The recent complaints from Hong Kong and Singapore of high levels of a banned pesticide in products of two products of popular spice mixes are a case in point. It took the Food Safety and Standards Authority of India almost a month  to make some sort of response by asking states to collect different brands of spices for testing. Unasked in this imbroglio, which could seriously impact booming spice exports, is how such contaminants, which are also banned in the domestic market, escaped the attention of the food safety regulator in the first place. Last year, following reports that children in the Gambia and Uzbekistan died after taking Indian-made cough syrups and consumers in the US developed eye infections or blindness after using Indian-made eye drops, the government issued showcause notices to 70 companies and asked 18 to shut shop.

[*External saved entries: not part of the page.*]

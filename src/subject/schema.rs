//! SQLite schema for the subject documents database.

use crate::sqlite_column;
use crate::sqlite_persistence::{SqlType, Table, VersionedSchema, DEFAULT_TIMESTAMP};

/// One row per subject; `document` is the whole record serialized as JSON.
const SUBJECTS_TABLE_V1: Table = Table {
    name: "subjects",
    columns: &[
        sqlite_column!("id", &SqlType::Integer, is_primary_key = true),
        sqlite_column!("kind", &SqlType::Text, non_null = true),
        sqlite_column!("natural_key", &SqlType::Text, non_null = true),
        sqlite_column!("document", &SqlType::Text, non_null = true),
        sqlite_column!(
            "updated_at",
            &SqlType::Integer,
            non_null = true,
            default_value = Some(DEFAULT_TIMESTAMP)
        ),
    ],
    indices: &[("idx_subjects_kind", "kind")],
    unique_constraints: &[&["kind", "natural_key"]],
};

pub const SUBJECT_VERSIONED_SCHEMAS: &[VersionedSchema] = &[VersionedSchema {
    version: 1,
    tables: &[SUBJECTS_TABLE_V1],
    migration: None,
}];
//! Narrow interfaces to the outside world, plus their HTTP-backed implementations.

mod google_books;
mod openai;
mod slack;

pub use google_books::{GoogleBooksClient, GoogleBooksConfig};
pub use openai::{OpenAiConfig, OpenAiContentGenerator};
pub use slack::{
    sanitize_channel_name, to_slack_markdown, SlackClient, SlackConfig, DEFAULT_SLACK_API_URL,
};

use crate::error::LearnerResult;
use crate::subject::{ProgressMode, ReadingStatus, ReadingSubject};
use async_trait::async_trait;

/// Produces the text that gets delivered. An empty string means nothing usable came back.
#[async_trait]
pub trait ContentGenerator: Send + Sync {
    async fn summarize_by_chapter(
        &self,
        title: &str,
        author: &str,
        chapter: u32,
    ) -> LearnerResult<String>;

    /// Summary of the pages in `(current_page, target_page]`.
    async fn summarize_by_page(
        &self,
        title: &str,
        author: &str,
        target_page: u32,
        current_page: u32,
    ) -> LearnerResult<String>;

    async fn tip_for(&self, topic: &str) -> LearnerResult<String>;
}

#[async_trait]
pub trait DeliveryChannel: Send + Sync {
    async fn deliver(&self, channel_id: &str, text: &str) -> LearnerResult<()>;
}

#[async_trait]
pub trait ChannelDirectory: Send + Sync {
    /// Returns the id of the channel named after `name`, creating it when missing.
    async fn resolve_or_create_channel(&self, name: &str) -> LearnerResult<String>;
}

/// What a bibliographic lookup knows about a book.
#[derive(Debug, Clone, PartialEq, Eq)]
pub struct CatalogRecord {
    pub isbn: String,
    pub title: String,
    pub author: String,
    pub total_extent: u32,
    pub mode: ProgressMode,
}

impl CatalogRecord {
    pub fn into_reading_subject(self, channel_id: String) -> ReadingSubject {
        ReadingSubject {
            isbn: self.isbn,
            title: self.title,
            author: self.author,
            total_extent: self.total_extent,
            mode: self.mode,
            current_position: 0,
            status: ReadingStatus::Ongoing,
            channel_id,
        }
    }
}

#[async_trait]
pub trait CatalogLookup: Send + Sync {
    async fn resolve_by_isbn(&self, isbn: &str) -> LearnerResult<CatalogRecord>;
    async fn resolve_isbn_by_title(&self, title: &str) -> LearnerResult<String>;
}
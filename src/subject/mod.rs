//! Subject Store: the authoritative, keyed records of what is being delivered.

mod models;
mod schema;
mod sqlite_subject_store;

pub use models::*;
pub use schema::SUBJECT_VERSIONED_SCHEMAS;
pub use sqlite_subject_store::SqliteSubjectStore;

use crate::error::LearnerResult;

pub trait SubjectStore: Send + Sync {
    fn upsert_reading(&self, record: &ReadingSubject) -> LearnerResult<()>;
    fn find_reading_by_key(&self, isbn: &str) -> LearnerResult<Option<ReadingSubject>>;
    fn list_reading(&self) -> LearnerResult<Vec<ReadingSubject>>;

    fn upsert_topic(&self, record: &TopicSubject) -> LearnerResult<()>;
    fn find_topic_by_key(&self, name: &str) -> LearnerResult<Option<TopicSubject>>;
    fn list_topics(&self) -> LearnerResult<Vec<TopicSubject>>;

    /// Resolves a reference to the current stored record of its variant.
    fn find(&self, subject: &SubjectRef) -> LearnerResult<Option<Subject>> {
        Ok(match subject.kind {
            SubjectKind::Reading => self.find_reading_by_key(&subject.key)?.map(Subject::Reading),
            SubjectKind::Topic => self.find_topic_by_key(&subject.key)?.map(Subject::Topic),
        })
    }

    fn upsert(&self, subject: &Subject) -> LearnerResult<()> {
        match subject {
            Subject::Reading(reading) => self.upsert_reading(reading),
            Subject::Topic(topic) => self.upsert_topic(topic),
        }
    }
}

Such retrospective vigilance, taken to safeguard India’s reputation as “pharmacy to the world”, leaves unanswered the question of how to enhance the efficacy of drug regulators to ensure such incidents do not occur.

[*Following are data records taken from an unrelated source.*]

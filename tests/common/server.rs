//! Test server lifecycle management
//!
//! Each test gets an isolated server with its own database directory and fake
//! collaborators. The scheduler runs for real; only the outside world is faked.

use super::constants::*;
use super::fakes::{EchoGenerator, RecordingDelivery, StaticDirectory, TestCatalog};
use daily_learner::auth::RequestVerifier;
use daily_learner::background_jobs::{create_scheduler, DailyFireTime, SchedulerHandle};
use daily_learner::commands::CommandService;
use daily_learner::ledger::SqliteJobLedger;
use daily_learner::progression::{ProgressionEngine, DEFAULT_PAGES_SPLIT};
use daily_learner::server::{make_app, RequestsLoggingLevel, ServerConfig, ServerState};
use daily_learner::subject::SqliteSubjectStore;
use std::sync::Arc;
use std::time::{Duration, Instant};
use tempfile::TempDir;
use tokio::net::TcpListener;
use tokio::task::JoinHandle;
use tokio_util::sync::CancellationToken;

/// Test server instance with isolated databases
///
/// When dropped, the server and its scheduler are cancelled. Use [`TestServer::stop`]
/// to shut down cleanly and keep the database directory for a restart.
pub struct TestServer {
    /// Base URL for making requests (e.g., "http://127.0.0.1:12345")
    pub base_url: String,

    /// Every message the server delivered
    pub delivery: Arc<RecordingDelivery>,

    pub scheduler_handle: SchedulerHandle,

    /// Direct access to stored subjects
    pub subjects: Arc<SqliteSubjectStore>,

    // Private fields - keep resources alive until drop
    db_dir: Option<TempDir>,
    shutdown_token: CancellationToken,
    tasks: Vec<JoinHandle<()>>,
}

impl TestServer {
    /// Spawns a new test server on a random port with a fresh database directory
    pub async fn spawn() -> Self {
        let db_dir = TempDir::new().expect("Failed to create temp db dir");
        Self::spawn_in(db_dir).await
    }

    /// Spawns a test server reusing an existing database directory
    ///
    /// # Panics
    ///
    /// Panics if the stores cannot be opened, the port cannot be bound or the
    /// server doesn't become ready within timeout.
    pub async fn spawn_in(db_dir: TempDir) -> Self {
        let subjects = Arc::new(
            SqliteSubjectStore::new(db_dir.path().join("subjects.db"))
                .expect("Failed to open subject store"),
        );
        let ledger = Arc::new(
            SqliteJobLedger::new(db_dir.path().join("jobs.db")).expect("Failed to open ledger"),
        );
        let delivery = Arc::new(RecordingDelivery::default());

        let engine = Arc::new(ProgressionEngine::new(
            subjects.clone(),
            Arc::new(EchoGenerator),
            delivery.clone(),
            DEFAULT_PAGES_SPLIT,
        ));

        let shutdown_token = CancellationToken::new();
        // Long drain interval: deliveries in tests only happen through /run.
        let (mut scheduler, scheduler_handle) = create_scheduler(
            subjects.clone(),
            ledger,
            engine,
            DailyFireTime::default(),
            Duration::from_secs(3600),
            shutdown_token.clone(),
        );

        let commands = CommandService::new(
            subjects.clone(),
            Arc::new(TestCatalog::default()),
            Arc::new(StaticDirectory),
            scheduler_handle.clone(),
        );

        // Bind to random port
        let listener = TcpListener::bind("127.0.0.1:0")
            .await
            .expect("Failed to bind to random port");
        let port = listener
            .local_addr()
            .expect("Failed to get local address")
            .port();
        let base_url = format!("http://127.0.0.1:{}", port);

        let app = make_app(ServerState {
            config: ServerConfig {
                requests_logging_level: RequestsLoggingLevel::None,
                port,
            },
            start_time: Instant::now(),
            commands: Arc::new(commands),
            scheduler_handle: scheduler_handle.clone(),
            verifier: Arc::new(RequestVerifier::new(SIGNING_SECRET)),
        });

        let scheduler_task = tokio::spawn(async move { scheduler.run().await });
        let server_token = shutdown_token.clone();
        let server_task = tokio::spawn(async move {
            axum::serve(listener, app)
                .with_graceful_shutdown(async move { server_token.cancelled().await })
                .await
                .expect("Server failed");
        });

        let server = Self {
            base_url,
            delivery,
            scheduler_handle,
            subjects,
            db_dir: Some(db_dir),
            shutdown_token,
            tasks: vec![scheduler_task, server_task],
        };

        server.wait_for_ready().await;

        server
    }

    /// Shuts the server and scheduler down and hands back the database directory.
    pub async fn stop(mut self) -> TempDir {
        self.shutdown_token.cancel();
        for task in self.tasks.drain(..) {
            task.await.expect("Server task panicked");
        }
        self.db_dir.take().expect("Database directory already taken")
    }

    /// Waits until no obligation is executing. Progress is persisted by then.
    pub async fn wait_until_idle(&self) {
        let start = Instant::now();
        while self.scheduler_handle.running_count().await > 0 {
            if start.elapsed() > Duration::from_millis(DELIVERY_TIMEOUT_MS) {
                panic!(
                    "Obligations still running after {}ms, delivered so far: {:?}",
                    DELIVERY_TIMEOUT_MS,
                    self.delivery.sent()
                );
            }
            tokio::time::sleep(Duration::from_millis(10)).await;
        }
    }

    /// Waits until the registry holds exactly `count` obligations.
    pub async fn wait_for_obligations(&self, count: usize) {
        let start = Instant::now();
        while self.scheduler_handle.obligation_count().await != count {
            if start.elapsed() > Duration::from_millis(DELIVERY_TIMEOUT_MS) {
                panic!("Expected {} obligations within {}ms", count, DELIVERY_TIMEOUT_MS);
            }
            tokio::time::sleep(Duration::from_millis(10)).await;
        }
    }

    /// Waits for the server to become ready by polling the health endpoint
    async fn wait_for_ready(&self) {
        let client = reqwest::Client::builder()
            .timeout(Duration::from_millis(100))
            .build()
            .expect("Failed to build reqwest client");

        let start = Instant::now();
        let timeout = Duration::from_millis(SERVER_READY_TIMEOUT_MS);

        loop {
            if start.elapsed() > timeout {
                panic!(
                    "Server did not become ready within {}ms",
                    SERVER_READY_TIMEOUT_MS
                );
            }

            match client.get(format!("{}/", self.base_url)).send().await {
                Ok(response) if response.status().is_success() => return,
                _ => {
                    tokio::time::sleep(Duration::from_millis(SERVER_READY_POLL_INTERVAL_MS)).await;
                }
            }
        }
    }
}

impl Drop for TestServer {
    fn drop(&mut self) {
        self.shutdown_token.cancel();
        // TempDir will be cleaned up automatically
    }
}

There is certainly scope for a thorough reorganisation, given the regulation load imposed by the presence of over 10,000 pharma-manufacturing units in India. The urgency to do so can be seen from the frequency with which the US Food and Drug Administration highlights the failure of Indian drugs to conform to US standards, a serious problem, given that the US is the Indian pharma industry’s largest overseas market. More recently, following strongly-worded Supreme Court strictures against Patanjali’s misleading advertisements, the Uttarakhand government saw fit to suspend 14 of the company’s product licences, which begs the question of the basis on which these were given. Again, the case had its origins in a complaint by the Indian Medical Association against Patanjali’s advertisements that claimed to cure a range of illnesses better than allopathic drugs.

But where super-vigilant regulators in developed overseas markets can be relied on to spot transgressions in Indian products, the domestic consumer has little recourse to redress mechanisms in the face of regulatory failure. Consumer courts have been around since 1988. Though initially praised for their efficiency, these too have gone the way of the wider judicial system with backlogs clogging the system. Verdicts that are supposed to be delivered in three months can take up to five years, with the process of filing a case taking a fair chunk of the time. Last month, the government directed all consumer courts to start hearing cases online in an effort to streamline and fast-track procedures. Demanding greater efficiency and accountability from consumer-facing regulators should be the next step.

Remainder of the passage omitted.